(Stored data)
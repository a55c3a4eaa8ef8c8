//! Identifiers shared by goals, traces and control-flow facts
//!
//! All identifiers are cheap to clone and hash: numeric newtypes for
//! analysis-assigned ids, and [`MethodRef`] backed by shared `Arc<str>`
//! segments so goals can be copied freely between sets and maps.

use serde::{Deserialize, Serialize};
use std::fmt::{self, Display, Formatter};
use std::str::FromStr;
use std::sync::Arc;

macro_rules! numeric_id {
    ($(#[$meta:meta])* $name:ident, $prefix:literal) => {
        $(#[$meta])*
        #[derive(Debug, Clone, Copy, PartialEq, Eq, PartialOrd, Ord, Hash, Serialize, Deserialize)]
        pub struct $name(pub u32);

        impl $name {
            /// Raw numeric value
            #[inline]
            #[must_use]
            pub fn get(self) -> u32 {
                self.0
            }
        }

        impl From<u32> for $name {
            fn from(value: u32) -> Self {
                Self(value)
            }
        }

        impl Display for $name {
            fn fmt(&self, f: &mut Formatter<'_>) -> fmt::Result {
                write!(f, concat!($prefix, "{}"), self.0)
            }
        }
    };
}

numeric_id!(
    /// Analysis-assigned id of a conditional branch instruction
    BranchId,
    "B"
);
numeric_id!(
    /// Id of a single instruction of the unit under test
    InstructionId,
    "I"
);
numeric_id!(
    /// Id of a basic block in a method's control-flow graph
    BlockId,
    "BB"
);
numeric_id!(
    /// Id of a mutation applied to the unit under test
    MutationId,
    "M"
);

/// Fully qualified method: owning class plus method name (with descriptor)
///
/// Displays as `Class.method`. The method part may carry a descriptor such
/// as `parse(Ljava/lang/String;)I`; dots inside the descriptor are not
/// treated as separators when parsing.
#[derive(Debug, Clone, PartialEq, Eq, PartialOrd, Ord, Hash, Serialize, Deserialize)]
pub struct MethodRef {
    class: Arc<str>,
    method: Arc<str>,
}

impl MethodRef {
    /// Create a method reference
    #[inline]
    #[must_use]
    pub fn new(class: impl AsRef<str>, method: impl AsRef<str>) -> Self {
        Self {
            class: Arc::from(class.as_ref()),
            method: Arc::from(method.as_ref()),
        }
    }

    /// Owning class name
    #[inline]
    #[must_use]
    pub fn class(&self) -> &str {
        &self.class
    }

    /// Method name, including descriptor when present
    #[inline]
    #[must_use]
    pub fn method(&self) -> &str {
        &self.method
    }
}

impl Display for MethodRef {
    fn fmt(&self, f: &mut Formatter<'_>) -> fmt::Result {
        write!(f, "{}.{}", self.class, self.method)
    }
}

impl FromStr for MethodRef {
    type Err = GoalError;

    fn from_str(s: &str) -> Result<Self, Self::Err> {
        let descriptor_start = s.find('(').unwrap_or(s.len());
        let split = s[..descriptor_start]
            .rfind('.')
            .ok_or_else(|| GoalError::MalformedMethod(s.to_string()))?;

        let (class, method) = (&s[..split], &s[split + 1..]);
        if class.is_empty() || method.is_empty() {
            return Err(GoalError::MalformedMethod(s.to_string()));
        }

        Ok(Self::new(class, method))
    }
}

/// A branch decision: the branch and the outcome it must take
#[derive(Debug, Clone, Copy, PartialEq, Eq, PartialOrd, Ord, Hash, Serialize, Deserialize)]
pub struct BranchOutcome {
    /// Branch instruction
    pub branch: BranchId,
    /// `true` for the taken (then) edge, `false` for the fall-through edge
    pub value: bool,
}

impl BranchOutcome {
    /// Create a branch outcome
    #[inline]
    #[must_use]
    pub fn new(branch: BranchId, value: bool) -> Self {
        Self { branch, value }
    }

    /// The opposite outcome of the same branch
    #[inline]
    #[must_use]
    pub fn negated(self) -> Self {
        Self {
            branch: self.branch,
            value: !self.value,
        }
    }
}

impl Display for BranchOutcome {
    fn fmt(&self, f: &mut Formatter<'_>) -> fmt::Result {
        write!(f, "{}:{}", self.branch, if self.value { "T" } else { "F" })
    }
}

/// Calling context: the chain of call sites leading into a method, outermost first
#[derive(Debug, Clone, PartialEq, Eq, PartialOrd, Ord, Hash, Default, Serialize, Deserialize)]
pub struct CallContext(Vec<MethodRef>);

impl CallContext {
    /// Create a context from a call chain
    #[inline]
    #[must_use]
    pub fn new(chain: Vec<MethodRef>) -> Self {
        Self(chain)
    }

    /// Context of a method invoked directly by the test
    #[inline]
    #[must_use]
    pub fn direct(method: MethodRef) -> Self {
        Self(vec![method])
    }

    /// Call chain, outermost first
    #[inline]
    #[must_use]
    pub fn chain(&self) -> &[MethodRef] {
        &self.0
    }

    /// Depth of the chain
    #[inline]
    #[must_use]
    pub fn len(&self) -> usize {
        self.0.len()
    }

    /// Whether the chain is empty
    #[inline]
    #[must_use]
    pub fn is_empty(&self) -> bool {
        self.0.is_empty()
    }
}

impl Display for CallContext {
    fn fmt(&self, f: &mut Formatter<'_>) -> fmt::Result {
        let mut first = true;
        for m in &self.0 {
            if !first {
                f.write_str(" -> ")?;
            }
            write!(f, "{m}")?;
            first = false;
        }
        Ok(())
    }
}

/// Errors produced by the goal model
#[derive(Debug, Clone, PartialEq, Eq, thiserror::Error)]
pub enum GoalError {
    /// Text could not be split into `Class.method`
    #[error("malformed method reference: '{0}' (expected Class.method)")]
    MalformedMethod(String),
}

#[cfg(test)]
mod tests {
    use super::*;

    #[test]
    fn method_ref_display() {
        let m = MethodRef::new("com.acme.Stack", "push(I)V");
        assert_eq!(m.to_string(), "com.acme.Stack.push(I)V");
        assert_eq!(m.class(), "com.acme.Stack");
        assert_eq!(m.method(), "push(I)V");
    }

    #[test]
    fn method_ref_parse_ignores_descriptor_dots() {
        let m: MethodRef = "a.B.parse(Ljava.lang.String;)I".parse().unwrap();
        assert_eq!(m.class(), "a.B");
        assert_eq!(m.method(), "parse(Ljava.lang.String;)I");
    }

    #[test]
    fn method_ref_parse_rejects_missing_class() {
        assert!("parse".parse::<MethodRef>().is_err());
        assert!(".parse".parse::<MethodRef>().is_err());
        assert!("Foo.".parse::<MethodRef>().is_err());
    }

    #[test]
    fn branch_outcome_negated() {
        let o = BranchOutcome::new(BranchId(3), true);
        assert_eq!(o.negated(), BranchOutcome::new(BranchId(3), false));
        assert_eq!(o.to_string(), "B3:T");
    }

    #[test]
    fn call_context_display() {
        let ctx = CallContext::new(vec![MethodRef::new("A", "a"), MethodRef::new("B", "b")]);
        assert_eq!(ctx.to_string(), "A.a -> B.b");
        assert_eq!(ctx.len(), 2);
    }
}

Exercise:
Returned text must match every record word for word.

Exercise output:
repository a55c3a4eaa8ef8c8
//! Identifiers shared by goals, traces and control-flow facts
//!
//! All identifiers are cheap to clone and hash: numeric newtypes for
//! analysis-assigned ids, and [`MethodRef`] backed by shared `Arc<str>`
//! segments so goals can be copied freely between sets and maps.

use serde::{Deserialize, Serialize};
use std::fmt::{self, Display, Formatter};
use std::str::FromStr;
use std::sync::Arc;

macro_rules! numeric_id {
    ($(#[$meta:meta])* $name:ident, $prefix:literal) => {
        $(#[$meta])*
        #[derive(Debug, Clone, Copy, PartialEq, Eq, PartialOrd, Ord, Hash, Serialize, Deserialize)]
        pub struct $name(pub u32);

        impl $name {
            /// Raw numeric value
            #[inline]
            #[must_use]
            pub fn get(self) -> u32 {
                self.0
            }
        }

        impl From<u32> for $name {
            fn from(value: u32) -> Self {
                Self(value)
            }
        }

        impl Display for $name {
            fn fmt(&self, f: &mut Formatter<'_>) -> fmt::Result {
                write!(f, concat!($prefix, "{}"), self.0)
            }
        }
    };
}

numeric_id!(
    /// Analysis-assigned id of a conditional branch instruction
    BranchId,
    "B"
);
numeric_id!(
    /// Id of a single instruction of the unit under test
    InstructionId,
    "I"
);
numeric_id!(
    /// Id of a basic block in a method's control-flow graph
    BlockId,
    "BB"
);
numeric_id!(
    /// Id of a mutation applied to the unit under test
    MutationId,
    "M"
);

/// Fully qualified method: owning class plus method name (with descriptor)
///
/// Displays as `Class.method`. The method part may carry a descriptor such
/// as `parse(Ljava/lang/String;)I`; dots inside the descriptor are not
/// treated as separators when parsing.
#[derive(Debug, Clone, PartialEq, Eq, PartialOrd, Ord, Hash, Serialize, Deserialize)]
pub struct MethodRef {
    class: Arc<str>,
    method: Arc<str>,
}

impl MethodRef {
    /// Create a method reference
    #[inline]
    #[must_use]
    pub fn new(class: impl AsRef<str>, method: impl AsRef<str>) -> Self {
        Self {
            class: Arc::from(class.as_ref()),
            method: Arc::from(method.as_ref()),
        }
    }

    /// Owning class name
    #[inline]
    #[must_use]
    pub fn class(&self) -> &str {
        &self.class
    }

    /// Method name, including descriptor when present
    #[inline]
    #[must_use]
    pub fn method(&self) -> &str {
        &self.method
    }
}

impl Display for MethodRef {
    fn fmt(&self, f: &mut Formatter<'_>) -> fmt::Result {
        write!(f, "{}.{}", self.class, self.method)
    }
}

impl FromStr for MethodRef {
    type Err = GoalError;

    fn from_str(s: &str) -> Result<Self, Self::Err> {
        let descriptor_start = s.find('(').unwrap_or(s.len());
        let split = s[..descriptor_start]
            .rfind('.')
            .ok_or_else(|| GoalError::MalformedMethod(s.to_string()))?;

        let (class, method) = (&s[..split], &s[split + 1..]);
        if class.is_empty() || method.is_empty() {
            return Err(GoalError::MalformedMethod(s.to_string()));
        }

        Ok(Self::new(class, method))
    }
}

/// A branch decision: the branch and the outcome it must take
#[derive(Debug, Clone, Copy, PartialEq, Eq, PartialOrd, Ord, Hash, Serialize, Deserialize)]
pub struct BranchOutcome {
    /// Branch instruction
    pub branch: BranchId,
    /// `true` for the taken (then) edge, `false` for the fall-through edge
    pub value: bool,
}

impl BranchOutcome {
    /// Create a branch outcome
    #[inline]
    #[must_use]
    pub fn new(branch: BranchId, value: bool) -> Self {
        Self { branch, value }
    }

    /// The opposite outcome of the same branch
    #[inline]
    #[must_use]
    pub fn negated(self) -> Self {
        Self {
            branch: self.branch,
            value: !self.value,
        }
    }
}

impl Display for BranchOutcome {
    fn fmt(&self, f: &mut Formatter<'_>) -> fmt::Result {
        write!(f, "{}:{}", self.branch, if self.value { "T" } else { "F" })
    }
}

/// Calling context: the chain of call sites leading into a method, outermost first
#[derive(Debug, Clone, PartialEq, Eq, PartialOrd, Ord, Hash, Default, Serialize, Deserialize)]
pub struct CallContext(Vec<MethodRef>);

impl CallContext {
    /// Create a context from a call chain
    #[inline]
    #[must_use]
    pub fn new(chain: Vec<MethodRef>) -> Self {
        Self(chain)
    }

    /// Context of a method invoked directly by the test
    #[inline]
    #[must_use]
    pub fn direct(method: MethodRef) -> Self {
        Self(vec![method])
    }

    /// Call chain, outermost first
    #[inline]
    #[must_use]
    pub fn chain(&self) -> &[MethodRef] {
        &self.0
    }

    /// Depth of the chain
    #[inline]
    #[must_use]
    pub fn len(&self) -> usize {
        self.0.len()
    }

    /// Whether the chain is empty
    #[inline]
    #[must_use]
    pub fn is_empty(&self) -> bool {
        self.0.is_empty()
    }
}

impl Display for CallContext {
    fn fmt(&self, f: &mut Formatter<'_>) -> fmt::Result {
        let mut first = true;
        for m in &self.0 {
            if !first {
                f.write_str(" -> ")?;
            }
            write!(f, "{m}")?;
            first = false;
        }
        Ok(())
    }
}

/// Errors produced by the goal model
#[derive(Debug, Clone, PartialEq, Eq, thiserror::Error)]
pub enum GoalError {
    /// Text could not be split into `Class.method`
    #[error("malformed method reference: '{0}' (expected Class.method)")]
    MalformedMethod(String),
}

#[cfg(test)]
mod tests {
    use super::*;

    #[test]
    fn method_ref_display() {
        let m = MethodRef::new("com.acme.Stack", "push(I)V");
        assert_eq!(m.to_string(), "com.acme.Stack.push(I)V");
        assert_eq!(m.class(), "com.acme.Stack");
        assert_eq!(m.method(), "push(I)V");
    }

    #[test]
    fn method_ref_parse_ignores_descriptor_dots() {
        let m: MethodRef = "a.B.parse(Ljava.lang.String;)I".parse().unwrap();
        assert_eq!(m.class(), "a.B");
        assert_eq!(m.method(), "parse(Ljava.lang.String;)I");
    }

    #[test]
    fn method_ref_parse_rejects_missing_class() {
        assert!("parse".parse::<MethodRef>().is_err());
        assert!(".parse".parse::<MethodRef>().is_err());
        assert!("Foo.".parse::<MethodRef>().is_err());
    }

    #[test]
    fn branch_outcome_negated() {
        let o = BranchOutcome::new(BranchId(3), true);
        assert_eq!(o.negated(), BranchOutcome::new(BranchId(3), false));
        assert_eq!(o.to_string(), "B3:T");
    }

    #[test]
    fn call_context_display() {
        let ctx = CallContext::new(vec![MethodRef::new("A", "a"), MethodRef::new("B", "b")]);
        assert_eq!(ctx.to_string(), "A.a -> B.b");
        assert_eq!(ctx.len(), 2);
    }
}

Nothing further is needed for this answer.